The Embedding layer **transforms integer word indices into dense vector representations.**

***Example:***
Original Sentence:
"The movie was amazing, I loved it!"
Tokenized & Indexed Representation:
[10, 482, 21, 345, 7, 99, 4]

***What Embedding Does***
Instead of treating 10, 482, 21, etc., as just numbers, an embedding layer converts each of them into a dense vector of real numbers.
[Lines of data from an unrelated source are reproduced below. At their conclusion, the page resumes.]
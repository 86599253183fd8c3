//! `composite_schema!`: wires a plain, already-declared struct to the composite codec
//! from an ordered, policy-tagged field list.
//!
//! This is a statically-typed analogue of `#[derive(SerializeComposite,
//! DeserializeComposite)]` plus `#[amqp_contract(...)]` field attributes: instead of a
//! derive macro driven by runtime reflection over field attributes, each field's wire
//! policy is spelled out at the call site and expanded at compile time into direct
//! calls against [`amqp_codec::composite`].
//!
//! Every field is one of three shapes:
//!
//! - `name: Type = (required)` - the struct field holds the bare `Type`; a null or
//!   absent value on decode is [`amqp_codec::Error::RequiredFieldMissing`].
//! - `name: Type = (default, expr)` - the struct field holds the bare `Type`; a null or
//!   absent value decodes to `expr`.
//! - `name: Option<Type> = (optional)` - absent/null decodes to `None`.
//!
//! Field order is wire order; it must match the AMQP 1.0 type's positional field list
//! for the composite exactly, the same constraint `#[amqp_contract]` field order
//! carries.

#[doc(hidden)]
#[macro_export]
macro_rules! __field_decode_local {
    ($field:ident, $fty:ty, required) => {
        let mut $field: Option<$fty> = None;
    };
    ($field:ident, $fty:ty, default, $arg:expr) => {
        let mut $field: $fty = $arg;
    };
    ($field:ident, $fty:ty, optional) => {
        let mut $field: $fty = None;
    };
}

#[doc(hidden)]
#[macro_export]
macro_rules! __field_sink {
    ($field:ident, $fty:ty, required) => {
        Box::new(|r| {
            $field = <Option<$fty> as ::amqp_codec::dispatch::Unmarshal>::unmarshal(r)?;
            Ok(())
        })
    };
    ($field:ident, $fty:ty, default, $arg:expr) => {
        Box::new(|r| {
            if let Some(v) = <Option<$fty> as ::amqp_codec::dispatch::Unmarshal>::unmarshal(r)? {
                $field = v;
            }
            Ok(())
        })
    };
    ($field:ident, $fty:ty, optional) => {
        Box::new(|r| {
            $field = <$fty as ::amqp_codec::dispatch::Unmarshal>::unmarshal(r)?;
            Ok(())
        })
    };
}

#[doc(hidden)]
#[macro_export]
macro_rules! __field_finalize {
    ($field:ident, $fty:ty, required) => {
        $field.ok_or(::amqp_codec::Error::RequiredFieldMissing(stringify!($field)))?
    };
    ($field:ident, $fty:ty, default, $arg:expr) => {
        $field
    };
    ($field:ident, $fty:ty, optional) => {
        $field
    };
}

#[doc(hidden)]
#[macro_export]
macro_rules! __field_marshal_entry {
    ($self:ident, $field:ident, $fty:ty, required) => {{
        let mut buf = ::amqp_codec::pool::acquire();
        ::amqp_codec::dispatch::Marshal::marshal(&$self.$field, &mut buf)?;
        Some(buf.into_vec())
    }};
    ($self:ident, $field:ident, $fty:ty, default, $arg:expr) => {{
        let mut buf = ::amqp_codec::pool::acquire();
        ::amqp_codec::dispatch::Marshal::marshal(&$self.$field, &mut buf)?;
        Some(buf.into_vec())
    }};
    ($self:ident, $field:ident, $fty:ty, optional) => {
        match &$self.$field {
            Some(v) => {
                let mut buf = ::amqp_codec::pool::acquire();
                ::amqp_codec::dispatch::Marshal::marshal(v, &mut buf)?;
                Some(buf.into_vec())
            }
            None => None,
        }
    };
}

/// Declares `Marshal`/`Unmarshal` for a list-bodied composite whose struct is already
/// defined elsewhere (kept separate from field codegen so every field can still carry
/// its own doc comment).
#[macro_export]
macro_rules! composite_schema {
    (
        struct $name:ident, code = $code:expr;
        $( $field:ident : $fty:ty = ( $policy:ident $(, $arg:expr)? ) ),* $(,)?
    ) => {
        impl ::amqp_codec::dispatch::Marshal for $name {
            fn marshal<W: ::amqp_codec::write::Write>(&self, w: &mut W) -> ::amqp_codec::Result<()> {
                #[allow(unused_mut)]
                let mut fields: Vec<Option<Vec<u8>>> = Vec::new();
                $(
                    fields.push($crate::__field_marshal_entry!(self, $field, $fty, $policy $(, $arg)?));
                )*
                ::amqp_codec::composite::write_composite(w, $code as u8, &fields)
            }
        }

        impl ::amqp_codec::dispatch::Unmarshal for $name {
            fn unmarshal<R: ::amqp_codec::read::Read>(r: &mut R) -> ::amqp_codec::Result<Self> {
                let header = ::amqp_codec::composite::read_composite_header(r)?
                    .ok_or_else(|| ::amqp_codec::Error::RequiredFieldMissing(stringify!($name)))?;

                let declared_len: usize = {
                    let names: &[&str] = &[ $( stringify!($field) ),* ];
                    names.len()
                };
                ::amqp_codec::composite::check_composite_header(&header, $code, declared_len)?;

                $(
                    $crate::__field_decode_local!($field, $fty, $policy $(, $arg)?);
                )*

                {
                    #[allow(unused_mut)]
                    let mut sinks: Vec<Box<dyn FnMut(&mut R) -> ::amqp_codec::Result<()> + '_>> = vec![
                        $( $crate::__field_sink!($field, $fty, $policy $(, $arg)?) ),*
                    ];
                    ::amqp_codec::composite::decode_fields(r, header.field_count, &mut sinks)?;
                }

                Ok($name {
                    $( $field: $crate::__field_finalize!($field, $fty, $policy $(, $arg)?), )*
                })
            }
        }
    };
}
For example, the word index 10 (which represents "The") might be mapped to:
[0.12, -0.25, 0.78, ..., 0.05]  # A 128-dimensional vector
Each word in the sentence gets a similar vector.

***Why Is This Useful?***
Captures Word Meaning → Similar words will have similar vectors.
Avoids Numeric Misinterpretation → Without embeddings, the model might think 99 > 10, which makes no sense for words.
Enables Word Relationships → Words like "king" and "queen" will have similar embeddings.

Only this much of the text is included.